RECORDS FOR THE TASK
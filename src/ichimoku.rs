use crate::{
    DerivedSeries, Indicator, PriceSeries, Result, TaError,
    rolling::{rolling_max, rolling_min},
};

use std::{fmt::Display, num::NonZero};

/// Configuration for the Ichimoku Kinko Hyo ([`Ichimoku`]) indicator.
///
/// Holds the three look-back periods plus the displacement applied to the
/// shifted lines. The builder defaults to the standard 9/26/52
/// parameterization with a displacement of 26.
///
/// # Example
///
/// ```
/// use kumo_ta::IchimokuConfig;
/// use std::num::NonZero;
///
/// let config = IchimokuConfig::builder()
///     .tenkan(NonZero::new(7).unwrap())
///     .build();
///
/// assert_eq!(config.tenkan(), 7);
/// assert_eq!(config.kijun(), 26);
/// ```
#[derive(PartialEq, Eq, Hash, Clone, Copy, Debug)]
pub struct IchimokuConfig {
    tenkan: usize,
    kijun: usize,
    senkou_b: usize,
    displacement: usize,
}

impl IchimokuConfig {
    /// Returns a new builder with the standard periods.
    #[must_use]
    pub fn builder() -> IchimokuConfigBuilder {
        IchimokuConfigBuilder::new()
    }

    /// Ichimoku(9, 26, 52) displaced by 26, the standard setting.
    #[must_use]
    pub fn standard() -> Self {
        Self::builder().build()
    }

    /// Tenkan-sen (conversion line) period.
    #[inline]
    #[must_use]
    pub fn tenkan(&self) -> usize {
        self.tenkan
    }

    /// Kijun-sen (base line) period.
    #[inline]
    #[must_use]
    pub fn kijun(&self) -> usize {
        self.kijun
    }

    /// Senkou span B period.
    #[inline]
    #[must_use]
    pub fn senkou_b(&self) -> usize {
        self.senkou_b
    }

    /// Offset applied to the chikou and senkou lines.
    #[inline]
    #[must_use]
    pub fn displacement(&self) -> usize {
        self.displacement
    }
}

impl Display for IchimokuConfig {
    fn fmt(&self, f: &mut std::fmt::Formatter<'_>) -> std::fmt::Result {
        write!(
            f,
            "IchimokuConfig({}, {}, {}, {})",
            self.tenkan, self.kijun, self.senkou_b, self.displacement
        )
    }
}

/// Builder for [`IchimokuConfig`].
///
/// Defaults: tenkan 9, kijun 26, senkou B 52, displacement 26.
pub struct IchimokuConfigBuilder {
    tenkan: usize,
    kijun: usize,
    senkou_b: usize,
    displacement: usize,
}

impl IchimokuConfigBuilder {
    fn new() -> Self {
        Self {
            tenkan: 9,
            kijun: 26,
            senkou_b: 52,
            displacement: 26,
        }
    }

    #[inline]
    #[must_use]
    pub fn tenkan(mut self, period: NonZero<usize>) -> Self {
        self.tenkan = period.get();
        self
    }

    #[inline]
    #[must_use]
    pub fn kijun(mut self, period: NonZero<usize>) -> Self {
        self.kijun = period.get();
        self
    }

    #[inline]
    #[must_use]
    pub fn senkou_b(mut self, period: NonZero<usize>) -> Self {
        self.senkou_b = period.get();
        self
    }

    #[inline]
    #[must_use]
    pub fn displacement(mut self, offset: NonZero<usize>) -> Self {
        self.displacement = offset.get();
        self
    }

    #[inline]
    #[must_use]
    pub fn build(self) -> IchimokuConfig {
        IchimokuConfig {
            tenkan: self.tenkan,
            kijun: self.kijun,
            senkou_b: self.senkou_b,
            displacement: self.displacement,
        }
    }
}

/// Ichimoku output: five derived series aligned to the input.
#[derive(Clone, Debug, PartialEq)]
pub struct IchimokuSeries {
    tenkan: DerivedSeries,
    kijun: DerivedSeries,
    chikou: DerivedSeries,
    senkou_a: DerivedSeries,
    senkou_b: DerivedSeries,
}

impl IchimokuSeries {
    /// Tenkan-sen: midpoint of the 9-period high/low range.
    #[inline]
    #[must_use]
    pub fn tenkan(&self) -> &DerivedSeries {
        &self.tenkan
    }

    /// Kijun-sen: midpoint of the 26-period high/low range.
    #[inline]
    #[must_use]
    pub fn kijun(&self) -> &DerivedSeries {
        &self.kijun
    }

    /// Chikou span: the close, shifted 26 periods back. Position `i` holds
    /// the close 26 periods in the future, so the tail of the series is
    /// undefined.
    #[inline]
    #[must_use]
    pub fn chikou(&self) -> &DerivedSeries {
        &self.chikou
    }

    /// Senkou span A: tenkan/kijun midpoint, shifted like the chikou.
    #[inline]
    #[must_use]
    pub fn senkou_a(&self) -> &DerivedSeries {
        &self.senkou_a
    }

    /// Senkou span B: midpoint of the 52-period high/low range, shifted 26
    /// periods forward.
    #[inline]
    #[must_use]
    pub fn senkou_b(&self) -> &DerivedSeries {
        &self.senkou_b
    }
}

/// Ichimoku Kinko Hyo.
///
/// Five lines over the high/low/close columns: two range midpoints (tenkan,
/// kijun), the displaced close (chikou), and the two senkou spans bounding
/// the cloud. The shift direction differs per line and decides which
/// positions are plottable as cloud versus lagging span, so it is applied
/// as an explicit offset on each output series.
///
/// # Example
///
/// ```
/// use kumo_ta::{Ichimoku, IchimokuConfig, PriceSeries};
///
/// let close: Vec<f64> = (1..=80).map(f64::from).collect();
/// let series = PriceSeries::from_close(close);
///
/// let lines = Ichimoku::new(IchimokuConfig::standard()).compute(&series)?;
///
/// // Midpoint of a rising 1..=9 window: (9 + 1) / 2.
/// assert_eq!(lines.tenkan().get(8), Some(5.0));
/// // Chikou holds the close 26 periods later.
/// assert_eq!(lines.chikou().get(0), Some(27.0));
/// assert_eq!(lines.chikou().get(79), None);
/// # Ok::<(), kumo_ta::TaError>(())
/// ```
#[derive(Clone, Debug)]
pub struct Ichimoku {
    config: IchimokuConfig,
}

impl Ichimoku {
    #[must_use]
    pub fn new(config: IchimokuConfig) -> Self {
        Self { config }
    }

    /// Midpoint of the rolling high/low range over `period` observations.
    fn range_midline(series: &PriceSeries, period: usize) -> Result<DerivedSeries> {
        let highest = rolling_max(series.high(), period)?;
        let lowest = rolling_min(series.low(), period)?;
        highest.zip_with(&lowest, f64::midpoint)
    }
}

impl Indicator for Ichimoku {
    type Output = IchimokuSeries;

    fn compute(&self, series: &PriceSeries) -> Result<IchimokuSeries> {
        if series.is_empty() {
            return Err(TaError::EmptySeries);
        }

        let config = self.config;
        #[allow(clippy::cast_possible_wrap)]
        let displacement = config.displacement as isize;

        let tenkan = Self::range_midline(series, config.tenkan)?;
        let kijun = Self::range_midline(series, config.kijun)?;

        let chikou =
            DerivedSeries::from_defined(series.close().iter().copied()).shift(-displacement);
        let senkou_a = tenkan.zip_with(&kijun, f64::midpoint)?.shift(-displacement);
        let senkou_b = Self::range_midline(series, config.senkou_b)?.shift(displacement);

        Ok(IchimokuSeries {
            tenkan,
            kijun,
            chikou,
            senkou_a,
            senkou_b,
        })
    }
}

impl Display for Ichimoku {
    fn fmt(&self, f: &mut std::fmt::Formatter<'_>) -> std::fmt::Result {
        write!(
            f,
            "Ichimoku({}, {}, {})",
            self.config.tenkan, self.config.kijun, self.config.senkou_b
        )
    }
}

EXERCISE AIM
Using the records above, count the lines containing "cloud". Give no words besides the number.

RESULT FOR THIS EXERCISE
2